A link between transfer of this ecdysteroid phosphate phosphatase and the inhibition of mating behaviour in recipient females was made when females were mated with males in which this phosphatase gene had been silenced. They were much more likely to remate than those mated with control males. These experiments also demonstrated a decrease in fertility of the eggs produced by females mated to EEP silenced males, although the percentage of females ovipositing and the number of eggs laid were not affected.

Revision of the 20E story

These results suggested that it is the transfer of 3D20E22P, not 20E, that inhibits further female-mating behaviour and that this steroid is converted to the active 3D20E by an ecdysteroid phosphate phosphatase, transferred to females during mating. This was confirmed by comparison of the effect of injecting chemically synthesised 3D20E or 20E on mating refractoriness. In addition, these experiments demonstrated that 3D20E had a much greater effect on the percentage of blood-fed females laying eggs than 20E.

Following on from this, the group also determined that 3D20E induces the expression of MIOS (mating-induced stimulator of oogenesis) rather than 20E, as was previously thought. MIOS is a female reproductive gene that was previously found to preserve egg development when A. gambiae was infected with the human malaria parasite, Plasmodium falciparum.

Interestingly, this previous finding that egg development (at least in the first egg laying cycle) is not reduced by infection with P. falciparum is at odds with findings from my laboratory. We observed fecundity reduction when A. stephensi or A. gambiae were infected with a rodent malaria. This was associated with impaired uptake of yolk protein, probably due to the induction of apoptosis in the follicular epithelial cells that govern this uptake. However, these are not naturally occurring vector parasite associations, as is P. falciparum infection.

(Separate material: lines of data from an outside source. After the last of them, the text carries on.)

//! Adapter for the chat-completions API (bearer-token auth, SSE `data:`
//! line streaming, file-upload batches).

mod batch;
mod stream;
mod transform;
mod wire;

use async_trait::async_trait;
use tracing::debug;

use crate::batch::{BatchJob, BatchRequest, BatchResult, ListBatchOptions};
use crate::error::RouterError;
use crate::provider::{sse, transport_error, ProviderClient, ProviderConfig};
use crate::types::{CompletionRequest, CompletionResponse, Feature, Provider, StreamReader};

use stream::OpenAiStreamReader;
use wire::{ChatCompletionResponse, ErrorEnvelope};

const DEFAULT_BASE_URL: &str = "https://api.openai.com/v1";

pub struct OpenAiClient {
    config: ProviderConfig,
    http: reqwest::Client,
    base_url: String,
}

impl OpenAiClient {
    pub fn new(api_key: impl Into<String>) -> Self {
        Self::with_config(ProviderConfig::new(api_key))
    }

    pub fn with_config(config: ProviderConfig) -> Self {
        let base_url = config
            .base_url
            .clone()
            .unwrap_or_else(|| DEFAULT_BASE_URL.to_string());
        let http = config.http_client.clone().unwrap_or_default();
        Self {
            config,
            http,
            base_url,
        }
    }

    /// Authenticated request without a forced JSON content type (multipart
    /// uploads set their own).
    fn authorized(&self, method: reqwest::Method, url: String) -> reqwest::RequestBuilder {
        self.http
            .request(method, url)
            .timeout(std::time::Duration::from_secs(self.config.timeout_secs))
            .header(
                reqwest::header::AUTHORIZATION,
                format!("Bearer {}", self.config.api_key),
            )
    }

    fn request(&self, method: reqwest::Method, url: String) -> reqwest::RequestBuilder {
        self.authorized(method, url)
            .header(reqwest::header::CONTENT_TYPE, "application/json")
    }

    async fn error_from_response(&self, resp: reqwest::Response) -> RouterError {
        let status = resp.status().as_u16();
        let body = resp.text().await.unwrap_or_default();
        let message = serde_json::from_str::<ErrorEnvelope>(&body)
            .ok()
            .and_then(|e| e.error)
            .map(|e| e.message)
            .unwrap_or(body);
        RouterError::from_status(Provider::OpenAi, status, message)
    }
}

#[async_trait]
impl ProviderClient for OpenAiClient {
    fn name(&self) -> Provider {
        Provider::OpenAi
    }

    fn supports(&self, feature: Feature) -> bool {
        matches!(
            feature,
            Feature::Streaming
                | Feature::StructuredOutput
                | Feature::Tools
                | Feature::Vision
                | Feature::Batch
                | Feature::JsonMode
        )
    }

    fn models(&self) -> Vec<String> {
        [
            "gpt-4o",
            "gpt-4o-mini",
            "gpt-4-turbo",
            "gpt-4",
            "gpt-3.5-turbo",
            "o1",
            "o1-mini",
            "o1-preview",
        ]
        .into_iter()
        .map(String::from)
        .collect()
    }

    async fn complete(
        &self,
        req: &CompletionRequest,
    ) -> Result<CompletionResponse, RouterError> {
        let wire = transform::request(req, false)?;
        debug!(model = %req.model, messages = wire.messages.len(), "openai completion");

        let resp = self
            .request(
                reqwest::Method::POST,
                format!("{}/chat/completions", self.base_url),
            )
            .json(&wire)
            .send()
            .await
            .map_err(|e| transport_error(Provider::OpenAi, e))?;

        if !resp.status().is_success() {
            return Err(self.error_from_response(resp).await);
        }

        let body: ChatCompletionResponse = resp.json().await.map_err(|e| {
            RouterError::server_error(Provider::OpenAi, "failed to decode response").with_cause(e)
        })?;
        transform::response(&body)
    }

    async fn stream(
        &self,
        req: &CompletionRequest,
    ) -> Result<Box<dyn StreamReader>, RouterError> {
        let wire = transform::request(req, true)?;
        debug!(model = %req.model, "openai streaming completion");

        let resp = self
            .request(
                reqwest::Method::POST,
                format!("{}/chat/completions", self.base_url),
            )
            .json(&wire)
            .send()
            .await
            .map_err(|e| transport_error(Provider::OpenAi, e))?;

        if !resp.status().is_success() {
            return Err(self.error_from_response(resp).await);
        }

        Ok(Box::new(OpenAiStreamReader::new(sse::event_stream(
            Provider::OpenAi,
            resp,
        ))))
    }

    async fn create_batch(&self, requests: &[BatchRequest]) -> Result<BatchJob, RouterError> {
        self.create_batch_job(requests).await
    }

    async fn get_batch(&self, batch_id: &str) -> Result<BatchJob, RouterError> {
        self.fetch_batch(batch_id).await
    }

    async fn get_batch_results(&self, batch_id: &str) -> Result<Vec<BatchResult>, RouterError> {
        self.fetch_batch_results(batch_id).await
    }

    async fn cancel_batch(&self, batch_id: &str) -> Result<(), RouterError> {
        self.cancel_batch_job(batch_id).await
    }

    async fn list_batches(
        &self,
        opts: Option<&ListBatchOptions>,
    ) -> Result<Vec<BatchJob>, RouterError> {
        self.list_batch_jobs(opts).await
    }
}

The authors of the paper under discussion conclude that, in addition to causing the inhibition of further mating, transfer of the male hormone 3D20E during mating protects the female mosquito from the reduction in fecundity that could occur during malaria infection. This suggests that the long period of co-evolution of P. falciparum and its anopheline vectors may have resulted in mechanisms to overcome potential loss of vector fitness.